The film also highlights the nuanced role of Black women within this space, navigating both desire and autonomy in a society that often sought to limit their agency. As scholar Carolyn Cooper suggests in Sound Clash: Jamaican Dancehall Culture at Large, Black female performers and audiences of Lovers Rock challenged the expectations placed on their bodies and voices, using the music to articulate both their sensual and political identities.

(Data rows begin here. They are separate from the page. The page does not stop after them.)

//! Unified error handling with Sentry integration.
//!
//! Provides a unified `AppError` type that captures errors to Sentry before
//! responding to the client. All route handlers should return `Result<T, AppError>`.

use axum::{
    Json,
    http::StatusCode,
    response::{IntoResponse, Response},
};
use serde_json::json;
use thiserror::Error;

use crate::db::RepositoryError;
use crate::services::auth::AuthError;

/// Application-level error type for the storefront.
#[derive(Debug, Error)]
pub enum AppError {
    /// Database operation failed.
    #[error("Database error: {0}")]
    Database(#[from] RepositoryError),

    /// Authentication operation failed.
    #[error("Auth error: {0}")]
    Auth(#[from] AuthError),

    /// Resource not found.
    #[error("Not found: {0}")]
    NotFound(String),

    /// Bad request from client.
    #[error("Bad request: {0}")]
    BadRequest(String),

    /// Internal server error.
    #[error("Internal error: {0}")]
    Internal(String),
}

impl IntoResponse for AppError {
    fn into_response(self) -> Response {
        // Capture server errors to Sentry
        if matches!(self, Self::Database(_) | Self::Internal(_)) {
            let event_id = sentry::capture_error(&self);
            tracing::error!(
                error = %self,
                sentry_event_id = %event_id,
                "Request error"
            );
        }

        let status = match &self {
            Self::Database(_) | Self::Internal(_) => StatusCode::INTERNAL_SERVER_ERROR,
            Self::Auth(err) => match err {
                AuthError::InvalidCredentials => StatusCode::UNAUTHORIZED,
                AuthError::UserAlreadyExists => StatusCode::CONFLICT,
                AuthError::WeakPassword(_) | AuthError::InvalidEmail(_) | AuthError::MissingName => {
                    StatusCode::BAD_REQUEST
                }
                AuthError::PasswordHash | AuthError::Repository(_) => {
                    StatusCode::INTERNAL_SERVER_ERROR
                }
            },
            Self::NotFound(_) => StatusCode::NOT_FOUND,
            Self::BadRequest(_) => StatusCode::BAD_REQUEST,
        };

        // Don't expose internal error details to clients
        let message = match &self {
            Self::Database(_) | Self::Internal(_) => "Internal server error".to_string(),
            Self::Auth(err) => match err {
                AuthError::InvalidCredentials => "Invalid credentials".to_string(),
                AuthError::UserAlreadyExists => {
                    "An account with this email already exists".to_string()
                }
                AuthError::WeakPassword(msg) => msg.clone(),
                AuthError::InvalidEmail(_) => "Invalid email address".to_string(),
                AuthError::MissingName => "Name is required".to_string(),
                AuthError::PasswordHash | AuthError::Repository(_) => {
                    "Internal server error".to_string()
                }
            },
            Self::NotFound(what) => format!("{what} not found"),
            _ => self.to_string(),
        };

        (status, Json(json!({ "error": message }))).into_response()
    }
}

/// Result type alias for `AppError`.
pub type Result<T> = std::result::Result<T, AppError>;

/// Set the Sentry user context from a user ID.
///
/// Call this after successful authentication to associate errors with users.
pub fn set_sentry_user(user_id: &impl ToString, email: Option<&str>) {
    sentry::configure_scope(|scope| {
        scope.set_user(Some(sentry::User {
            id: Some(user_id.to_string()),
            email: email.map(String::from),
            ..Default::default()
        }));
    });
}

/// Clear the Sentry user context.
///
/// Call this on logout to stop associating errors with the user.
pub fn clear_sentry_user() {
    sentry::configure_scope(|scope| {
        scope.set_user(None);
    });
}

#[cfg(test)]
mod tests {
    use super::*;

    #[test]
    fn test_app_error_display() {
        let err = AppError::NotFound("Product".to_string());
        assert_eq!(err.to_string(), "Not found: Product");

        let err = AppError::BadRequest("invalid input".to_string());
        assert_eq!(err.to_string(), "Bad request: invalid input");
    }

    #[test]
    fn test_app_error_status_codes() {
        fn get_status(err: AppError) -> StatusCode {
            let response = err.into_response();
            response.status()
        }

        assert_eq!(
            get_status(AppError::NotFound("test".to_string())),
            StatusCode::NOT_FOUND
        );
        assert_eq!(
            get_status(AppError::BadRequest("test".to_string())),
            StatusCode::BAD_REQUEST
        );
        assert_eq!(
            get_status(AppError::Internal("test".to_string())),
            StatusCode::INTERNAL_SERVER_ERROR
        );
    }

    #[test]
    fn test_auth_error_status_codes() {
        let response = AppError::Auth(AuthError::UserAlreadyExists).into_response();
        assert_eq!(response.status(), StatusCode::CONFLICT);

        let response = AppError::Auth(AuthError::InvalidCredentials).into_response();
        assert_eq!(response.status(), StatusCode::UNAUTHORIZED);

        let response = AppError::Auth(AuthError::MissingName).into_response();
        assert_eq!(response.status(), StatusCode::BAD_REQUEST);
    }
}
//! Durable local storage abstraction for the cart.
//!
//! The cart store does not know where its state lives. Embedding clients
//! provide a [`CartStorage`] backend: the terminal client uses a JSON file
//! in the user's data directory, tests use [`MemoryStorage`].
//!
//! Storage is same-process, sequential, fire-and-forget. If two clients
//! share one backend, last write wins; there is no reconciliation.

use serde::{Deserialize, Serialize};

use super::CartLine;

/// Errors a storage backend can report.
///
/// None of these are fatal to the cart: a read failure loads an empty
/// cart, a write failure degrades the store to session-only operation.
#[derive(thiserror::Error, Debug, Clone)]
pub enum StorageError {
    /// The stored record could not be read.
    #[error("cart storage read failed: {0}")]
    Read(String),
    /// The record could not be written (quota exceeded, storage disabled, ...).
    #[error("cart storage write failed: {0}")]
    Write(String),
}

/// A durable key-value slot holding one serialized cart record.
pub trait CartStorage {
    /// Load the raw persisted record, if any.
    ///
    /// # Errors
    ///
    /// Returns [`StorageError::Read`] if the backend is unreadable. The
    /// store treats this the same as a missing record.
    fn load(&self) -> Result<Option<String>, StorageError>;

    /// Overwrite the persisted record.
    ///
    /// # Errors
    ///
    /// Returns [`StorageError::Write`] if the record cannot be persisted.
    fn save(&mut self, payload: &str) -> Result<(), StorageError>;
}

/// Current version of the persisted cart schema.
pub const PERSISTED_CART_VERSION: u32 = 1;

/// The serialized cart record.
///
/// The schema is versioned so a legacy or foreign record is detected and
/// discarded instead of crashing deserialization consumers.
#[derive(Debug, Clone, Serialize, Deserialize)]
pub struct PersistedCart {
    /// Schema version, see [`PERSISTED_CART_VERSION`].
    pub version: u32,
    /// Cart lines in insertion order.
    pub lines: Vec<CartLine>,
}

/// In-memory storage backend.
///
/// Used in tests and as a stand-in when no durable backend exists; state
/// lives only as long as the value itself.
#[derive(Debug, Clone, Default)]
pub struct MemoryStorage {
    record: Option<String>,
}

impl MemoryStorage {
    /// Create an empty in-memory backend.
    #[must_use]
    pub const fn new() -> Self {
        Self { record: None }
    }

    /// Create a backend pre-loaded with a raw record (for corrupt-state tests).
    #[must_use]
    pub const fn with_record(record: String) -> Self {
        Self {
            record: Some(record),
        }
    }

    /// The currently stored raw record.
    #[must_use]
    pub fn record(&self) -> Option<&str> {
        self.record.as_deref()
    }
}

impl CartStorage for MemoryStorage {
    fn load(&self) -> Result<Option<String>, StorageError> {
        Ok(self.record.clone())
    }

    fn save(&mut self, payload: &str) -> Result<(), StorageError> {
        self.record = Some(payload.to_owned());
        Ok(())
    }
}
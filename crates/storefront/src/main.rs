//! Ferme Verte Storefront - public shop JSON API.
//!
//! This binary serves the farm shop API on port 3000.
//!
//! # Architecture
//!
//! - Axum JSON API consumed by the shop front-end and `fv-cli`
//! - `PostgreSQL` for the catalog, accounts, orders, and sessions
//! - Session cookies via tower-sessions (Postgres store)

#![cfg_attr(not(test), forbid(unsafe_code))]

use axum::Router;
use sentry::integrations::tracing as sentry_tracing;
use tracing_subscriber::{layer::SubscriberExt, util::SubscriberInitExt};

use ferme_verte_storefront::config::StorefrontConfig;
use ferme_verte_storefront::state::AppState;
use ferme_verte_storefront::{db, middleware, routes};

/// Initialize Sentry error tracking and return guard that must be kept alive.
fn init_sentry(config: &StorefrontConfig) -> Option<sentry::ClientInitGuard> {
    let dsn = config.sentry_dsn.as_ref()?;

    let guard = sentry::init((
        dsn.as_str(),
        sentry::ClientOptions {
            release: sentry::release_name!(),
            environment: config
                .sentry_environment
                .clone()
                .map(std::borrow::Cow::Owned),
            attach_stacktrace: true,
            ..Default::default()
        },
    ));

    tracing::info!("Sentry initialized");
    Some(guard)
}

/// Filter tracing events to Sentry event types.
fn sentry_event_filter(metadata: &tracing::Metadata<'_>) -> sentry_tracing::EventFilter {
    match *metadata.level() {
        tracing::Level::ERROR | tracing::Level::WARN => sentry_tracing::EventFilter::Event,
        tracing::Level::INFO | tracing::Level::DEBUG => sentry_tracing::EventFilter::Breadcrumb,
        _ => sentry_tracing::EventFilter::Ignore,
    }
}

#[tokio::main]
async fn main() {
    // Load configuration from environment (needed for Sentry init)
    let config = StorefrontConfig::from_env().expect("Failed to load configuration");

    // Initialize Sentry (must be done before tracing subscriber)
    let _sentry_guard = init_sentry(&config);

    // Initialize tracing with EnvFilter and Sentry integration
    // Defaults to info level for our crate if RUST_LOG is not set
    let env_filter = tracing_subscriber::EnvFilter::try_from_default_env()
        .unwrap_or_else(|_| "ferme_verte_storefront=info,tower_http=debug".into());

    tracing_subscriber::registry()
        .with(env_filter)
        .with(tracing_subscriber::fmt::layer())
        .with(sentry_tracing::layer().event_filter(sentry_event_filter))
        .init();

    // Initialize database connection pool
    let pool = db::create_pool(&config.database_url)
        .await
        .expect("Failed to create database pool");
    tracing::info!("Database pool created");

    // NOTE: Migrations are NOT run automatically on startup.
    // Run them explicitly via: cargo run -p ferme-verte-cli -- migrate

    let state = AppState::new(config.clone(), pool);

    // Create session layer
    let session_layer = middleware::create_session_layer(state.pool(), state.config());

    // Build router
    let app = Router::new()
        .merge(routes::routes())
        .layer(tower_http::trace::TraceLayer::new_for_http())
        .layer(session_layer)
        .with_state(state)
        // Sentry layers (outermost for full request coverage)
        .layer(sentry_tower::NewSentryLayer::new_from_top())
        .layer(sentry_tower::SentryHttpLayer::new().enable_transaction());

    // Start server
    let addr = config.socket_addr();
    tracing::info!("storefront listening on {}", addr);

    let listener = tokio::net::TcpListener::bind(addr)
        .await
        .expect("Failed to bind to address");

    axum::serve(listener, app)
        .with_graceful_shutdown(shutdown_signal())
        .await
        .expect("Server error");
}

/// Wait for shutdown signal (Ctrl+C or SIGTERM).
async fn shutdown_signal() {
    let ctrl_c = async {
        tokio::signal::ctrl_c()
            .await
            .expect("Failed to install Ctrl+C handler");
    };

    #[cfg(unix)]
    let terminate = async {
        tokio::signal::unix::signal(tokio::signal::unix::SignalKind::terminate())
            .expect("Failed to install signal handler")
            .recv()
            .await;
    };

    #[cfg(not(unix))]
    let terminate = std::future::pending::<()>();

    tokio::select! {
        () = ctrl_c => {},
        () = terminate => {},
    }

    tracing::info!("Shutdown signal received, starting graceful shutdown");
}
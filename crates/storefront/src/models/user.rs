//! User account models.

use chrono::{DateTime, Utc};
use serde::{Deserialize, Serialize};

use ferme_verte_core::{Email, UserId};

/// Account role.
#[derive(Debug, Clone, Copy, PartialEq, Eq, Serialize, Deserialize, Default, sqlx::Type)]
#[sqlx(type_name = "user_role", rename_all = "UPPERCASE")]
#[serde(rename_all = "UPPERCASE")]
pub enum UserRole {
    #[default]
    User,
    Admin,
}

/// A registered customer.
///
/// The password hash never leaves the repository layer; see
/// `UserRepository::get_with_password_hash`.
#[derive(Debug, Clone, Serialize, sqlx::FromRow)]
#[serde(rename_all = "camelCase")]
pub struct User {
    pub id: UserId,
    pub name: String,
    pub email: Email,
    pub role: UserRole,
    pub created_at: DateTime<Utc>,
    pub updated_at: DateTime<Utc>,
}
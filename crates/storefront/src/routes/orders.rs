//! Order API routes.

use axum::{
    Json,
    extract::{Path, State},
    http::StatusCode,
};

use ferme_verte_core::OrderId;

use crate::db::orders::OrderRepository;
use crate::error::{AppError, Result};
use crate::middleware::{OptionalAuth, RequireAuth};
use crate::models::OrderWithItems;
use crate::services::checkout::{CheckoutPayload, build_order};
use crate::state::AppState;

/// Place an order.
///
/// POST /api/orders
///
/// Works for guests; when a user is logged in the order is attached to
/// their account. The server recomputes the total from the submitted
/// lines and rejects a payload whose claimed total disagrees.
///
/// # Errors
///
/// Returns 400 for an empty or inconsistent payload.
pub async fn create(
    State(state): State<AppState>,
    OptionalAuth(user): OptionalAuth,
    Json(payload): Json<CheckoutPayload>,
) -> Result<(StatusCode, Json<OrderWithItems>)> {
    let user_id = user.map(|u| u.id);
    let new_order =
        build_order(payload, user_id).map_err(|e| AppError::BadRequest(e.to_string()))?;

    let order = OrderRepository::new(state.pool()).create(new_order).await?;

    tracing::info!(
        order_id = %order.order.id,
        total = %order.order.total,
        items = order.items.len(),
        "Order placed"
    );

    Ok((StatusCode::CREATED, Json(order)))
}

/// The current user's orders, newest first.
///
/// GET /api/orders
///
/// # Errors
///
/// Returns 401 when not logged in.
pub async fn index(
    State(state): State<AppState>,
    RequireAuth(user): RequireAuth,
) -> Result<Json<Vec<OrderWithItems>>> {
    let orders = OrderRepository::new(state.pool())
        .list_for_user(&user.id)
        .await?;
    Ok(Json(orders))
}

/// One of the current user's orders.
///
/// GET /api/orders/{id}
///
/// # Errors
///
/// Returns 404 when the order does not exist or belongs to someone else.
pub async fn show(
    State(state): State<AppState>,
    RequireAuth(user): RequireAuth,
    Path(id): Path<OrderId>,
) -> Result<Json<OrderWithItems>> {
    let order = OrderRepository::new(state.pool())
        .get_for_user(&user.id, &id)
        .await?
        .ok_or_else(|| AppError::NotFound("Order".to_string()))?;
    Ok(Json(order))
}
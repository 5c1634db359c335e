//! HTTP middleware stack for the storefront.
//!
//! # Middleware Order (bottom to top in Router)
//!
//! 1. Sentry layer (capture errors)
//! 2. `TraceLayer` (request tracing)
//! 3. Session layer (tower-sessions with `PostgreSQL` store)

pub mod auth;
pub mod session;

pub use auth::{OptionalAuth, RequireAuth, clear_current_user, set_current_user};
pub use session::create_session_layer;
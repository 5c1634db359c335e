//! Shop client command.
//!
//! Talks to a running storefront API while keeping a durable local cart
//! (JSON file, see [`crate::cart_file::FileStorage`]). The cart is only
//! cleared when the server accepts the checkout; a failed submission
//! leaves it untouched so the order can be retried.

use std::path::Path;

use clap::Subcommand;
use serde::{Deserialize, Serialize};

use ferme_verte_core::cart::{CartStore, DeliveryMethod, ProductSnapshot, grand_total, shipping_fee};
use ferme_verte_core::{Money, ProductId};

use crate::cart_file::FileStorage;

/// Shop subcommands.
#[derive(Subcommand)]
pub enum ShopAction {
    /// List the catalog
    Products,
    /// Add a product to the cart by slug
    Add {
        /// Product slug (see `shop products`)
        slug: String,

        /// Quantity to add
        #[arg(short, long, default_value_t = 1)]
        quantity: u32,
    },
    /// Set the quantity of a cart line (0 removes it)
    Set {
        /// Product id of the line
        product_id: String,

        /// New quantity
        quantity: i64,
    },
    /// Remove a cart line
    Remove {
        /// Product id of the line
        product_id: String,
    },
    /// Show the cart with totals
    Show,
    /// Empty the cart
    Clear,
    /// Submit the cart as an order
    Checkout {
        #[arg(long)]
        name: String,

        #[arg(long)]
        email: String,

        #[arg(long)]
        phone: String,

        /// `delivery` or `pickup`
        #[arg(long, default_value = "delivery")]
        method: DeliveryMethod,

        #[arg(long, default_value = "")]
        line1: String,

        #[arg(long)]
        line2: Option<String>,

        #[arg(long, default_value = "")]
        city: String,

        #[arg(long, default_value = "")]
        zip: String,

        #[arg(long, default_value = "France")]
        country: String,

        /// Delivery window ("morning", "afternoon", "evening")
        #[arg(long)]
        slot: Option<String>,

        #[arg(long)]
        notes: Option<String>,
    },
}

/// Errors from shop commands.
#[derive(Debug, thiserror::Error)]
pub enum ShopError {
    #[error("HTTP error: {0}")]
    Http(#[from] reqwest::Error),

    #[error("the storefront answered {status}: {message}")]
    Api { status: u16, message: String },

    #[error("no product with slug \"{0}\"")]
    ProductNotFound(String),

    #[error("the cart is empty")]
    EmptyCart,
}

/// A catalog product as served by `GET /api/products`.
#[derive(Debug, Deserialize)]
#[serde(rename_all = "camelCase")]
struct ApiProduct {
    id: ProductId,
    name: String,
    slug: String,
    price: Money,
    unit: String,
    #[serde(default)]
    images: Vec<String>,
    total_stock: i64,
}

#[derive(Debug, Serialize)]
#[serde(rename_all = "camelCase")]
struct CheckoutItemPayload {
    product_id: ProductId,
    name: String,
    price: Money,
    quantity: u32,
}

#[derive(Debug, Serialize)]
#[serde(rename_all = "camelCase")]
struct CheckoutPayload {
    name: String,
    email: String,
    phone: String,
    delivery_method: DeliveryMethod,
    line1: String,
    line2: String,
    city: String,
    zip: String,
    country: String,
    delivery_slot: Option<String>,
    notes: Option<String>,
    items: Vec<CheckoutItemPayload>,
    total: Money,
}

#[derive(Debug, Deserialize)]
#[serde(rename_all = "camelCase")]
struct OrderResponse {
    id: String,
    total: Money,
}

#[derive(Debug, Deserialize)]
struct ApiErrorBody {
    error: String,
}

/// Run a shop subcommand against the storefront at `base_url`.
///
/// # Errors
///
/// Returns `ShopError` if the request fails or the server rejects it.
pub async fn run(base_url: &str, cart_path: &Path, action: ShopAction) -> Result<(), ShopError> {
    let client = reqwest::Client::new();
    let mut cart = CartStore::open(FileStorage::new(cart_path));

    match action {
        ShopAction::Products => {
            let products = fetch_products(&client, base_url).await?;
            print_products(&products);
        }
        ShopAction::Add { slug, quantity } => {
            let product = fetch_product(&client, base_url, &slug).await?;
            cart.add_item(
                ProductSnapshot {
                    id: product.id,
                    name: product.name.clone(),
                    price: product.price,
                    unit: product.unit,
                    images: product.images,
                    slug: product.slug,
                },
                quantity,
            );
            print_line(&format!("Added {quantity} x {}", product.name));
            print_cart(&cart);
        }
        ShopAction::Set {
            product_id,
            quantity,
        } => {
            cart.update_quantity(&ProductId::from(product_id), quantity);
            print_cart(&cart);
        }
        ShopAction::Remove { product_id } => {
            cart.remove_item(&ProductId::from(product_id));
            print_cart(&cart);
        }
        ShopAction::Show => print_cart(&cart),
        ShopAction::Clear => {
            cart.clear();
            print_line("Cart emptied");
        }
        ShopAction::Checkout {
            name,
            email,
            phone,
            method,
            line1,
            line2,
            city,
            zip,
            country,
            slot,
            notes,
        } => {
            if cart.is_empty() {
                return Err(ShopError::EmptyCart);
            }

            let items: Vec<CheckoutItemPayload> = cart
                .lines()
                .iter()
                .map(|line| CheckoutItemPayload {
                    product_id: line.product.id.clone(),
                    name: line.product.name.clone(),
                    price: line.product.price,
                    quantity: line.quantity,
                })
                .collect();
            let total = grand_total(cart.subtotal(), method);

            let payload = CheckoutPayload {
                name,
                email,
                phone,
                delivery_method: method,
                line1,
                line2: line2.unwrap_or_default(),
                city,
                zip,
                country,
                delivery_slot: slot,
                notes,
                items,
                total,
            };

            let response = client
                .post(format!("{base_url}/api/orders"))
                .json(&payload)
                .send()
                .await?;

            // Keep the cart unless the server took the order
            let order: OrderResponse = parse_response(response).await?;
            cart.clear();

            print_line(&format!("Order {} placed, total {}", order.id, order.total));
        }
    }

    Ok(())
}

async fn fetch_products(
    client: &reqwest::Client,
    base_url: &str,
) -> Result<Vec<ApiProduct>, ShopError> {
    let response = client
        .get(format!("{base_url}/api/products"))
        .send()
        .await?;
    parse_response(response).await
}

async fn fetch_product(
    client: &reqwest::Client,
    base_url: &str,
    slug: &str,
) -> Result<ApiProduct, ShopError> {
    let response = client
        .get(format!("{base_url}/api/products/{slug}"))
        .send()
        .await?;
    if response.status() == reqwest::StatusCode::NOT_FOUND {
        return Err(ShopError::ProductNotFound(slug.to_string()));
    }
    parse_response(response).await
}

/// Decode a JSON body, turning non-2xx statuses into `ShopError::Api`.
async fn parse_response<T: serde::de::DeserializeOwned>(
    response: reqwest::Response,
) -> Result<T, ShopError> {
    let status = response.status();
    if status.is_success() {
        return Ok(response.json().await?);
    }

    let message = response
        .json::<ApiErrorBody>()
        .await
        .map_or_else(|_| status.to_string(), |body| body.error);

    Err(ShopError::Api {
        status: status.as_u16(),
        message,
    })
}

#[allow(clippy::print_stdout)]
fn print_line(line: &str) {
    println!("{line}");
}

#[allow(clippy::print_stdout)]
fn print_products(products: &[ApiProduct]) {
    if products.is_empty() {
        println!("No products in the shop right now.");
        return;
    }
    for p in products {
        println!(
            "{:<28} {:>8} / {:<8} stock: {:<4} ({})",
            p.name,
            p.price.to_string(),
            p.unit,
            p.total_stock,
            p.slug
        );
    }
}

#[allow(clippy::print_stdout)]
fn print_cart(cart: &CartStore<FileStorage>) {
    if cart.is_empty() {
        println!("The cart is empty.");
        return;
    }

    for line in cart.lines() {
        println!(
            "{} x {:<28} {:>8}   [{}]",
            line.quantity,
            line.product.name,
            line.line_total().to_string(),
            line.product.id
        );
    }

    let subtotal = cart.subtotal();
    println!("Subtotal: {subtotal}");
    println!(
        "Delivery: {} (pickup: {})",
        shipping_fee(subtotal, DeliveryMethod::Delivery),
        shipping_fee(subtotal, DeliveryMethod::Pickup)
    );
    println!("Total if delivered: {}", grand_total(subtotal, DeliveryMethod::Delivery));
}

Lovers Rock reflects this duality, portraying Black women not only as objects of desire but also as active participants shaping the social and cultural environment of the party

== Critical response ==
Review aggregator Metacritic assigned the film a weighted average score of 95 out of 100, based on 27 critics, indicating "universal acclaim". On Rotten Tomatoes the film holds an approval rating of 98% based on 103 reviews, with an average rating of 8.79/10. The site's critics consensus reads, "A singular viewing experience that perfectly captures a moment in time, Lovers Rock is a lovingly-crafted ode to Black joy." The entire Small Axe anthology was nominated for Best Miniseries or Television Film at the 78th Golden Globe Awards.

Angelica Bastin of Vulture.com called Lovers Rock "undoubtedly one of the best movies of the year...a transfixing romance not just between the two characters at its center but one about the beauty of the human body, the succor of an energetic party, and the possibility in the hush of a night."

The film appeared on several critics' top ten lists of best films from 2020. In June 2025, IndieWire ranked the film at number 6 on its list of "The 100 Best Movies of the 2020s (So Far)."